Magistratura do sujeito e direito à identidade

    Em sua obra “O juiz e a democracia: o guardião das promessas”, Antoine Gampon, um renomado antropólogo, ressalta o protagonismo dos tribunais na sociedade contemporânea. Esse fenômeno político-social não parte do próprio âmbito jurídico, é, na verdade, uma expressão da necessidade demandada pela população no contexto neoliberal. Sendo assim, devido aos princípios negligentes, mortíferos e individualistas desse sistema, bem como à ascensão da extrema-direita conservadora, os indivíduos buscaram a materialização de seus direitos pelas vias jurídicas.

    Nesse sentido, apresenta-se o conceito de magistratura do sujeito que consiste na tomada, pelo Direito, da tutela dos indivíduos, ou seja, o âmbito jurídico assume o amparo antes fornecido pelas chamadas magistraturas naturais — família, religião, moral e etc. —, que foram enfraquecidas pelo neoliberalismo.  
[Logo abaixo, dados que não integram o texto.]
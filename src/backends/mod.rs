// SPDX-License-Identifier: GPL-3.0-only

//! Decoder backend abstraction
//!
//! Three ways to get a barcode out of the operator's hands, behind one
//! contract:
//!
//! ```text
//! ┌─────────────────────────────────────────────┐
//! │              Pipeline Layer                  │
//! └────────────────────┬────────────────────────┘
//!                      │
//! ┌────────────────────┴────────────────────────┐
//! │              Backend Layer                   │
//! │  ┌──────────┐  ┌───────────┐  ┌──────────┐ │
//! │  │  Manual  │  │   Still   │  │   Live   │ │
//! │  │  (text)  │  │  (image)  │  │ (stream) │ │
//! │  └──────────┘  └───────────┘  └──────────┘ │
//! └─────────────────────────────────────────────┘
//! ```
//!
//! The backend is chosen at the call site from the capture trigger (which
//! subcommand or key the operator used), never by inspecting the input at
//! runtime.
//!
//! # Modules
//!
//! - [`manual`]: pass-through for typed input
//! - [`still`]: single-image decode
//! - [`live`]: bounded-rate sampling of a frame stream
//! - [`session`]: capture source lifecycle with guaranteed release
//! - [`types`]: frame and frame-source types

pub mod live;
pub mod manual;
pub mod session;
pub mod still;
pub mod types;

pub use live::{LiveInput, LiveStreamDecoder};
pub use manual::ManualEntry;
pub use session::{CancelToken, CaptureSession, SessionProbe, SessionState};
pub use still::StillImageDecoder;
pub use types::{Frame, FrameStream, ImageSequenceSource, PixelFormat};

use crate::barcode::BarcodeValue;
use crate::errors::DecodeFailure;

/// Which backend produced or will produce the barcode
#[derive(Debug, Clone, Copy, PartialEq, Eq)]
pub enum CaptureKind {
    Manual,
    Still,
    Live,
}

/// Result of a decode attempt that ran to completion
///
/// Operator cancellation ends a live session with no value and no error,
/// so it is an outcome, not a failure.
#[derive(Debug, Clone, PartialEq)]
pub enum DecodeOutcome {
    Decoded(BarcodeValue),
    Cancelled,
}

/// The shared decode contract implemented by all three backends
#[allow(async_fn_in_trait)]
pub trait BarcodeDecoder {
    /// Backend-specific input: typed text, a decoded image, or a live
    /// session plus cancel token
    type Input;

    fn kind(&self) -> CaptureKind;

    async fn decode(&mut self, input: Self::Input) -> Result<DecodeOutcome, DecodeFailure>;
}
    Sob essa perspectiva, é possível analisar a petição realizada à Vara do Juizado Especial da Fazenda Pública da Comarca de Jales (SP) referente à realização da cirurgia de transgenitalização pelo SUS. No decorrer do texto, torna-se claro o conceito de magistratura do sujeito, visto que, apesar da existência de direitos fundamentais referentes a todos, como o direito à identidade — mesmo que não efetivamente escritas e positivadas, mas sim presentes na interpretação das leis —, mostrou-se necessário recorrer à justiça para a efetivação destes. Dessa forma, o Direito tornou-se uma via de sobrevivência encontrada pela mulher presente na petição, visto que sua identidade física e jurídica estavam sendo-lhe negadas.
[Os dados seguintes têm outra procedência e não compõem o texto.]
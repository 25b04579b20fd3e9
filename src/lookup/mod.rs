// SPDX-License-Identifier: GPL-3.0-only

//! Remote lookup client
//!
//! Turns a barcode into an HTTP query against the photo service and
//! normalizes whatever JSON shape comes back. The service contract is not
//! stable across deployments, so normalization recognizes a closed set of
//! shapes in a fixed precedence order — see [`normalize`].

pub mod normalize;

use crate::barcode::BarcodeValue;
use crate::config::Config;
use crate::constants;
use crate::errors::{LookupFailure, ScanError, ScanResult};
use chrono::{DateTime, Utc};
use serde::Serialize;
use std::time::Duration;
use tracing::debug;

/// One stored image, as normalized from the service response
///
/// `identifier` is the stable rendering key. `image_locator` is passed
/// through exactly as received: either a fetchable URL or an opaque id that
/// presentation resolves through the configured thumbnail template.
#[derive(Debug, Clone, PartialEq, Serialize)]
pub struct LookupResultItem {
    pub identifier: String,
    pub display_name: String,
    pub image_locator: String,
    pub captured_at: Option<DateTime<Utc>>,
}

/// HTTP client for the lookup endpoint
#[derive(Debug, Clone)]
pub struct LookupClient {
    http: reqwest::Client,
    endpoint: String,
    action: Option<String>,
}

impl LookupClient {
    pub fn new(
        endpoint: impl Into<String>,
        action: Option<String>,
        timeout: Duration,
    ) -> ScanResult<Self> {
        let http = reqwest::Client::builder()
            .timeout(timeout)
            .user_agent(constants::USER_AGENT)
            .build()
            .map_err(|e| ScanError::Config(format!("could not build HTTP client: {}", e)))?;

        Ok(Self {
            http,
            endpoint: endpoint.into(),
            action,
        })
    }

    pub fn from_config(config: &Config) -> ScanResult<Self> {
        let endpoint = config.require_endpoint()?;
        Self::new(
            endpoint,
            config.action.clone(),
            Duration::from_secs(config.request_timeout_secs),
        )
    }

    /// Resolve a barcode to its stored images
    ///
    /// An empty result list is a successful lookup; the caller decides what
    /// "nothing stored" means.
    pub async fn lookup(
        &self,
        barcode: &BarcodeValue,
    ) -> Result<Vec<LookupResultItem>, LookupFailure> {
        let mut query: Vec<(&str, &str)> = Vec::with_capacity(2);
        if let Some(action) = &self.action {
            query.push(("action", action));
        }
        query.push(("barcode", barcode.as_str()));

        debug!(barcode = %barcode, endpoint = %self.endpoint, "Looking up barcode");

        let response = self
            .http
            .get(&self.endpoint)
            .query(&query)
            .send()
            .await
            .map_err(transport_failure)?;

        let status = response.status();
        if !status.is_success() {
            return Err(LookupFailure::Transport {
                status: Some(status.as_u16()),
                detail: format!("HTTP {}", status),
            });
        }

        let body = response.text().await.map_err(transport_failure)?;
        let parsed: serde_json::Value = serde_json::from_str(&body)
            .map_err(|e| LookupFailure::MalformedBody(e.to_string()))?;

        let items = normalize::normalize(parsed)?;
        debug!(barcode = %barcode, count = items.len(), "Lookup complete");
        Ok(items)
    }
}

fn transport_failure(e: reqwest::Error) -> LookupFailure {
    LookupFailure::Transport {
        status: e.status().map(|s| s.as_u16()),
        detail: e.to_string(),
    }
}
    Ademais, nota-se que, nas democracias liberais, o princípio de liberdade é o norteador e a base de argumentação, contudo, este ainda reside apenas na teoria. Como apontado na petição, “O poder Judiciário tem o dever de outorgar às normas de direitos fundamentais a maior eficácia possível no âmbito do sistema jurídico (Ingo Sarlet)”, ou seja, em decorrência da negligência tanto política — em relação à representatividade — quanto social-legislativa na criação de leis e garantias à população transgênero, desloca-se a responsabilidade ao judiciário, que exerce a tutelarização do sujeito — nos estudos de Gampon —, isto é, forneceria amparo e condições concretas para exercer esse direito tão defendido nas democracias liberais. Nesse sentido, ao apontar que “permitir, pois, que o transexual viva, em plenitude, a sua vida, significa dar-lhe liberdade”, o autor do documento recorre ao Direito para garantir pressupostos básicos.

    Em suma, partindo do caso referente à cirurgia de transgenitalização pelo sistema de saúde pública brasileiro — que tem função de atender todos sem qualquer distinção —, é possível notar o impacto causado pelo fim do Estado de Bem-Estar Social e a ascensão do neoliberalismo. Devido ao desamparo gerado, a sociedade precisou buscar novos meios de sobrevivência, sendo assim, recorreu ao Direito e à Justiça, como instituições, para substituir as magistraturas naturais e fornecer amparo na batalha degradante do mundo capitalista. Sendo assim, a Justiça passa a exercer mais sua função tutelar e menos aquela de caráter arbitrário (muito defendida pelos liberais) com o intuito de preencher as fissuras deixadas pela crise político-representativa.